Global Players and Market Dynamics

Meanwhile, international giants like Amazon, with its ICC cricket rights, and Disney, through ESPN on Disney+, have solidified their presence in the Australian market. Other major players like Netflix and Apple have also acquired sports rights overseas, intensifying competition.

Despite Optus Sport’s comprehensive football offerings, including the Women’s Super League, J.League, and various international competitions, it struggled to become the primary destination for football fans. Paramount+ and Stan Sport have secured rights to other popular football events, including the Matildas, Socceroos, A-League, and the European Champions League.

“It’s a credit to Nine to keep going and look to increase scale,” Marquard remarked. “To go out and reinvest in rugby domestically and the World Cups, and now increasing their football portfolio, they need that.”

Implications for Subscribers and the Future

Stan’s growing sports portfolio, which includes upcoming broadcasts of Wimbledon and the British & Irish Lions tour, underscores its expanding influence across multiple sports. Marquard suggested that a more compelling sports offering could encourage more Stan subscribers to opt for its sports package, which costs an additional $15 on top of the basic $12 monthly fee. Stan has reported 2.3 million subscribers, though only a fraction currently pay for sports.
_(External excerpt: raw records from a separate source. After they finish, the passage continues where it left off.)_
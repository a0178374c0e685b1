use std::collections::BTreeMap;

use schemars::JsonSchema;
use serde::{Deserialize, Serialize};

use super::CursorPosition;

/// Coarse clause the cursor sits in, used to pick suggestion families.
#[derive(Debug, Clone, Copy, PartialEq, Eq, Hash, Serialize, Deserialize, JsonSchema)]
#[serde(rename_all = "SCREAMING_SNAKE_CASE")]
pub enum ClauseZone {
    Select,
    From,
    Join,
    On,
    Where,
    GroupBy,
    Having,
    OrderBy,
    Unknown,
}

#[derive(Debug, Clone, PartialEq, Eq, Serialize, Deserialize, JsonSchema)]
#[serde(rename_all = "camelCase")]
pub struct CompletionRequest {
    /// Full editor buffer.
    pub text: String,
    /// Cursor inside `text`.
    pub position: CursorPosition,
}

impl CompletionRequest {
    pub fn new(text: impl Into<String>, position: CursorPosition) -> Self {
        Self {
            text: text.into(),
            position,
        }
    }
}

#[derive(Debug, Clone, PartialEq, Eq, Serialize, Deserialize, JsonSchema)]
#[serde(rename_all = "camelCase")]
pub struct CompletionContext {
    /// Identifier typed right before a trailing `.` (alias, table, or `db.table` tail).
    #[serde(default, skip_serializing_if = "Option::is_none")]
    pub dot_qualifier: Option<String>,
    /// Object whose columns the qualifier designates, after alias resolution.
    #[serde(default, skip_serializing_if = "Option::is_none")]
    pub dot_access_target: Option<String>,
    /// Last non-whitespace character before the cursor is a comma.
    pub after_comma: bool,
    /// Cursor follows a comma inside the SELECT projection list.
    pub after_comma_in_projection: bool,
    pub clause_zone: ClauseZone,
    /// Alias to base table, from the FROM/JOIN clauses of the statement.
    pub alias_map: BTreeMap<String, String>,
    /// Tables whose columns are offered, in first-reference order.
    pub candidate_tables: Vec<String>,
}

impl CompletionContext {
    pub fn empty() -> Self {
        Self {
            dot_qualifier: None,
            dot_access_target: None,
            after_comma: false,
            after_comma_in_projection: false,
            clause_zone: ClauseZone::Unknown,
            alias_map: BTreeMap::new(),
            candidate_tables: Vec::new(),
        }
    }
}

/// Editor-facing item kind. Tables and columns are both `Field`.
#[derive(Debug, Clone, Copy, PartialEq, Eq, Hash, Serialize, Deserialize, JsonSchema)]
#[serde(rename_all = "camelCase")]
pub enum SuggestionKind {
    Field,
    Function,
    Keyword,
    Snippet,
}

#[derive(Debug, Clone, PartialEq, Eq, Serialize, Deserialize, JsonSchema)]
#[serde(rename_all = "camelCase")]
pub struct SuggestionItem {
    pub label: String,
    pub kind: SuggestionKind,
    pub insert_text: String,
    /// Lower ranks sort first.
    pub sort_rank: u8,
    /// `sort_rank` rendered as text for editors that sort alphabetically.
    pub sort_text: String,
    #[serde(default, skip_serializing_if = "Option::is_none")]
    pub detail: Option<String>,
}

impl SuggestionItem {
    pub fn new(
        label: impl Into<String>,
        kind: SuggestionKind,
        insert_text: impl Into<String>,
        sort_rank: u8,
    ) -> Self {
        Self {
            label: label.into(),
            kind,
            insert_text: insert_text.into(),
            sort_rank,
            sort_text: sort_rank.to_string(),
            detail: None,
        }
    }

    pub fn with_detail(mut self, detail: impl Into<String>) -> Self {
        self.detail = Some(detail.into());
        self
    }
}

/// Span of the current line replaced when a suggestion is accepted.
///
/// Columns are 1-based; `end_column` is the cursor column.
#[derive(Debug, Clone, Copy, PartialEq, Eq, Serialize, Deserialize, JsonSchema)]
#[serde(rename_all = "camelCase")]
pub struct ReplaceRange {
    pub line: usize,
    pub start_column: usize,
    pub end_column: usize,
}

impl ReplaceRange {
    pub fn at(position: CursorPosition) -> Self {
        Self {
            line: position.line,
            start_column: position.column,
            end_column: position.column,
        }
    }
}

#[derive(Debug, Clone, PartialEq, Eq, Serialize, Deserialize, JsonSchema)]
#[serde(rename_all = "camelCase")]
pub struct CompletionList {
    pub items: Vec<SuggestionItem>,
    pub replace: ReplaceRange,
    /// Error message if the request could not be processed.
    #[serde(default, skip_serializing_if = "Option::is_none")]
    pub error: Option<String>,
}

impl CompletionList {
    pub fn empty(position: CursorPosition) -> Self {
        Self {
            items: Vec::new(),
            replace: ReplaceRange::at(position),
            error: None,
        }
    }

    pub fn from_error(position: CursorPosition, message: impl Into<String>) -> Self {
        Self {
            items: Vec::new(),
            replace: ReplaceRange::at(position),
            error: Some(message.into()),
        }
    }
}
//! CLI argument parsing using clap.

use clap::{Args as ClapArgs, Parser, Subcommand, ValueEnum};
use std::path::PathBuf;

/// sqlbook - run SQL exercises and inspect their autocomplete
#[derive(Parser, Debug)]
#[command(name = "sqlbook")]
#[command(about = "Run SQLite exercises and inspect completion suggestions", long_about = None)]
#[command(version)]
pub struct Args {
    /// Session configuration file (TOML)
    #[arg(long, value_name = "FILE", global = true)]
    pub config: Option<PathBuf>,

    /// Override the engine request timeout in milliseconds
    #[arg(long, value_name = "MS", global = true)]
    pub timeout_ms: Option<u64>,

    /// Disable colored output
    #[arg(long, global = true)]
    pub no_color: bool,

    #[command(subcommand)]
    pub command: Command,
}

#[derive(Subcommand, Debug)]
pub enum Command {
    /// Execute every statement of an exercise file and print the results
    Run(RunArgs),
    /// Print ranked completion suggestions for a cursor in a file
    Complete(CompleteArgs),
    /// List tables and views, or describe one with a data preview
    Schema(SchemaArgs),
}

#[derive(ClapArgs, Debug)]
pub struct RunArgs {
    /// Exercise SQL file
    #[arg(value_name = "FILE")]
    pub file: PathBuf,

    /// Seed database: a SQL script or a SQLite database file
    #[arg(short, long, value_name = "PATH")]
    pub seed: Option<PathBuf>,

    /// Maximum rows printed per result
    #[arg(short, long, value_name = "N")]
    pub limit: Option<usize>,

    /// Output format
    #[arg(short, long, default_value = "table", value_enum)]
    pub format: OutputFormat,

    /// Compact JSON output (no pretty-printing)
    #[arg(short, long)]
    pub compact: bool,
}

#[derive(ClapArgs, Debug)]
pub struct CompleteArgs {
    /// SQL file holding the editor buffer
    #[arg(value_name = "FILE")]
    pub file: PathBuf,

    /// Cursor line (1-based)
    #[arg(long)]
    pub line: usize,

    /// Cursor column (1-based, in characters)
    #[arg(long)]
    pub column: usize,

    /// Seed database: a SQL script or a SQLite database file
    #[arg(short, long, value_name = "PATH")]
    pub seed: Option<PathBuf>,

    /// Output format
    #[arg(short, long, default_value = "table", value_enum)]
    pub format: OutputFormat,

    /// Compact JSON output (no pretty-printing)
    #[arg(short, long)]
    pub compact: bool,
}

#[derive(ClapArgs, Debug)]
pub struct SchemaArgs {
    /// Table or view to describe; lists every object when omitted
    #[arg(value_name = "OBJECT")]
    pub object: Option<String>,

    /// Seed database: a SQL script or a SQLite database file
    #[arg(short, long, value_name = "PATH")]
    pub seed: Option<PathBuf>,

    /// Output format
    #[arg(short, long, default_value = "table", value_enum)]
    pub format: OutputFormat,

    /// Compact JSON output (no pretty-printing)
    #[arg(short, long)]
    pub compact: bool,
}

#[derive(Debug, Clone, Copy, ValueEnum, PartialEq, Eq)]
pub enum OutputFormat {
    /// Human-readable tables
    Table,
    /// JSON
    Json,
}
//! Error type for SQL parsing.
//!
//! Completion never surfaces parse failures to the editor: the tolerant
//! parser logs [`ParseError`] and the analyzer falls back to text heuristics.

use regex::Regex;
use std::fmt;
use std::sync::OnceLock;

/// Error encountered while parsing SQL.
#[derive(Debug, Clone, PartialEq, Eq)]
pub struct ParseError {
    pub message: String,
    /// Location reported by the parser, if any.
    pub position: Option<Position>,
}

/// 1-based line and column of a parse error.
#[derive(Debug, Clone, Copy, PartialEq, Eq)]
pub struct Position {
    pub line: usize,
    pub column: usize,
}

impl ParseError {
    /// Recover the location from sqlparser's "... at Line: X, Column: Y" suffix.
    fn parse_position_from_message(message: &str) -> Option<Position> {
        static POSITION_REGEX: OnceLock<Regex> = OnceLock::new();
        let re = POSITION_REGEX.get_or_init(|| {
            Regex::new(r"Line:\s*(\d+)\s*,\s*Column:\s*(\d+)").expect("Invalid regex pattern")
        });

        re.captures(message).and_then(|caps| {
            let line: usize = caps.get(1)?.as_str().parse().ok()?;
            let column: usize = caps.get(2)?.as_str().parse().ok()?;
            Some(Position { line, column })
        })
    }
}

impl fmt::Display for ParseError {
    fn fmt(&self, f: &mut fmt::Formatter<'_>) -> fmt::Result {
        write!(f, "Parse error")?;
        if let Some(pos) = self.position {
            write!(f, " at line {}, column {}", pos.line, pos.column)?;
        }
        write!(f, ": {}", self.message)
    }
}

impl std::error::Error for ParseError {}

impl From<sqlparser::parser::ParserError> for ParseError {
    fn from(err: sqlparser::parser::ParserError) -> Self {
        let message = err.to_string();
        Self {
            position: Self::parse_position_from_message(&message),
            message,
        }
    }
}
//! A session owns one SQLite connection and, for image seeds, the temporary
//! file the connection reads from.

use std::io::Write;

use rusqlite::Connection;
use sqlbook_core::Seed;
use tempfile::NamedTempFile;
use tracing::debug;

use crate::error::WorkerError;

/// Magic string at the start of every SQLite database file.
pub const SQLITE_HEADER: &[u8; 16] = b"SQLite format 3\0";

pub struct Session {
    conn: Connection,
    // Dropped after `conn` so the file outlives the connection.
    _image: Option<NamedTempFile>,
}

impl Session {
    /// Open a fresh database, optionally seeded.
    pub fn open(seed: Option<&Seed>) -> Result<Self, WorkerError> {
        match seed {
            None => Ok(Self {
                conn: Connection::open_in_memory()?,
                _image: None,
            }),
            Some(Seed::Sql(script)) => {
                let conn = Connection::open_in_memory()?;
                conn.execute_batch(script)?;
                debug!(len = script.len(), "session seeded from SQL script");
                Ok(Self { conn, _image: None })
            }
            Some(Seed::Database(bytes)) => {
                validate_image(bytes)?;
                let mut image = NamedTempFile::new()?;
                image.write_all(bytes)?;
                image.flush()?;
                let conn = Connection::open(image.path())?;
                debug!(
                    len = bytes.len(),
                    path = %image.path().display(),
                    "session opened from database image"
                );
                Ok(Self {
                    conn,
                    _image: Some(image),
                })
            }
        }
    }

    pub fn conn(&self) -> &Connection {
        &self.conn
    }
}

fn validate_image(bytes: &[u8]) -> Result<(), WorkerError> {
    if bytes.starts_with(SQLITE_HEADER) {
        return Ok(());
    }
    let head = &bytes[..bytes.len().min(SQLITE_HEADER.len())];
    Err(WorkerError::InvalidSeed {
        len: bytes.len(),
        header: String::from_utf8_lossy(head).into_owned(),
    })
}

#[cfg(test)]
mod tests {
    use super::*;

    fn table_count(session: &Session) -> i64 {
        session
            .conn()
            .query_row(
                "SELECT count(*) FROM sqlite_master WHERE type IN ('table','view')",
                [],
                |row| row.get(0),
            )
            .unwrap()
    }

    #[test]
    fn test_open_empty() {
        let session = Session::open(None).unwrap();
        assert_eq!(table_count(&session), 0);
    }

    #[test]
    fn test_open_sql_seed() {
        let seed = Seed::Sql(
            "CREATE TABLE t (id INTEGER); CREATE VIEW v AS SELECT * FROM t;".into(),
        );
        let session = Session::open(Some(&seed)).unwrap();
        assert_eq!(table_count(&session), 2);
    }

    #[test]
    fn test_open_bad_sql_seed() {
        let seed = Seed::Sql("CREATE TABLE".into());
        assert!(matches!(
            Session::open(Some(&seed)),
            Err(WorkerError::Sqlite(_))
        ));
    }

    #[test]
    fn test_open_database_image() {
        let source = NamedTempFile::new().unwrap();
        {
            let conn = Connection::open(source.path()).unwrap();
            conn.execute_batch(
                "CREATE TABLE users (id INTEGER PRIMARY KEY); INSERT INTO users VALUES (7);",
            )
            .unwrap();
        }
        let bytes = std::fs::read(source.path()).unwrap();

        let session = Session::open(Some(&Seed::Database(bytes))).unwrap();
        let id: i64 = session
            .conn()
            .query_row("SELECT id FROM users", [], |row| row.get(0))
            .unwrap();
        assert_eq!(id, 7);
    }

    #[test]
    fn test_rejects_non_sqlite_image() {
        let err = Session::open(Some(&Seed::Database(b"not a database".to_vec()))).err().unwrap();
        match err {
            WorkerError::InvalidSeed { len, header } => {
                assert_eq!(len, 14);
                assert_eq!(header, "not a database");
            }
            other => panic!("unexpected error: {other}"),
        }
    }
}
With Optus Sport’s exit, football fans might save on subscription costs, but the landscape remains complex with Kayo’s resurgence. Dazn’s acquisition of Foxtel and its subsequent $1 billion deal with FIFA for the Club World Cup has already led to changes, including staff redundancies and increased subscription prices.

The ongoing negotiations for NRL rights post-2028 and Stan’s commitment to expanding its portfolio suggest that the sports streaming market in Australia is on the cusp of further transformation. Dazn, backed by Saudi Arabia’s Public Investment Fund, has the resources to influence the market significantly, as evidenced by its $3.4 billion acquisition of Foxtel and its strategic approach to content delivery.

While free-to-air television remains a staple for many Australians, the shift towards internet-based streaming is inevitable. Investments by major networks in ad-supported online platforms signal their awareness of this trend. As Optus exits the scene, the race for dominance in Australia’s sports streaming market remains finely poised, with significant implications for consumers and broadcasters alike.